Gill, who currently serves as Grenada’s Ambassador to the Caribbean Community (CARICOM), said he will liaise with different Grenadian groups and individuals in his new role.
But he added that he has “always had a fruitful relationship” with renowned Brooklyn-based, Grenadian entertainment promoter Derek Ventour, and “will rely on him heavily for his advice and guidance.”
“I expect Grenadians to participate in the carnival and to come home by the thousands to enjoy the mas with us,” said Gill, who served as a magistrate in Dominica from 2013-2018.
“It is important to reach out to the Diaspora, because that is our first market for Spicemas and our cultural practitioners who ply their trade outside of the carnival season,” he stressed. “Thus, it is important economically, but it is also important for the preservation and promotion of our culture.”
Gill said he accepted his new position, on or about Nov. 16, because he believes that, as the main architect of the Spicemas Corporation — which was incorporated in 2011, when he was Minister responsible for Culture – he can help in making the corporation “realize its potential and assist in developing Grenada’s carnival product.

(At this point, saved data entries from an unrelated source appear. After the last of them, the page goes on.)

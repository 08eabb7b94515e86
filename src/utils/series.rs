//! Helpers over a single line's sample buffer (index = X position).

/// The bounds of a set of values.
#[derive(Clone, Copy, Debug, PartialEq)]
pub struct MinMax {
    pub min: f64,
    pub max: f64,
}

impl MinMax {
    pub fn merge(self, other: MinMax) -> MinMax {
        MinMax {
            min: self.min.min(other.min),
            max: self.max.max(other.max),
        }
    }
}

/// Minimum and maximum of the whole buffer. NaN samples are gaps. `None` when nothing else is left.
pub fn min_max(values: &[f64]) -> Option<MinMax> {
    fold_min_max(values.iter().copied())
}

fn fold_min_max(values: impl Iterator<Item = f64>) -> Option<MinMax> {
    values.filter(|value| !value.is_nan()).fold(None, |result, value| {
        Some(match result {
            None => MinMax {
                min: value,
                max: value,
            },
            Some(r) => MinMax {
                min: r.min.min(value),
                max: r.max.max(value),
            },
        })
    })
}

/// Linear interpolation between the two samples surrounding the fractional index `x`.
pub fn interpolate_linear(values: &[f64], x: f64) -> Option<f64> {
    if values.is_empty() || x.is_nan() || x < 0.0 || x > (values.len() - 1) as f64 {
        return None;
    }
    let x1 = x.floor() as usize;
    let x2 = x.ceil() as usize;
    Some(values[x1] + (values[x2] - values[x1]) * (x - x1 as f64))
}

/// Minimum and maximum over the fractional index range `[from, to]`.
///
/// The range edges are interpolated so a partially visible segment counts only up to the visible
/// position. NaN samples are gaps, an edge next to one is skipped. `None` when the range misses the
/// buffer or holds no number.
pub fn min_max_on_range(values: &[f64], from: f64, to: f64) -> Option<MinMax> {
    if values.is_empty() {
        return None;
    }
    let from = from.max(0.0);
    let to = to.min((values.len() - 1) as f64);
    if from.is_nan() || to.is_nan() || from > to {
        return None;
    }

    let first = from.ceil() as usize;
    let last = to.floor() as usize;
    let left = interpolate_linear(values, from);
    let right = interpolate_linear(values, to);
    let inner = values.iter().take(last + 1).skip(first).copied();
    fold_min_max(left.into_iter().chain(inner).chain(right))
}

/// Shifts `[inner_start, inner_end]` into `[outer_start, outer_end]` keeping its length when it fits.
pub fn fit_range_keeping_length(
    outer_start: f64,
    outer_end: f64,
    mut inner_start: f64,
    mut inner_end: f64,
) -> (f64, f64) {
    if inner_start < outer_start {
        inner_end += outer_start - inner_start;
        inner_start = outer_start;
    }
    if inner_end > outer_end {
        inner_start = outer_start.max(inner_start - (inner_end - outer_end));
        inner_end = outer_end;
    }
    (inner_start, inner_end)
}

“The ultimate objective is to deliver a world class carnival,” said Gill, who is also a judge in the National Calypso Competition in Spicemas.
“To achieve that, the individual stakeholder product must be developed,” added the published writer, and frequent commentator on contemporary cultural, political, legal and social issues.
“That means that the songs produced, the costumes paraded and the quality of the steel band music must be of a high standard,” he continued. “In addition, we must have high quality production of carnival events. In short, the goal is to transform Grenada’s carnival.”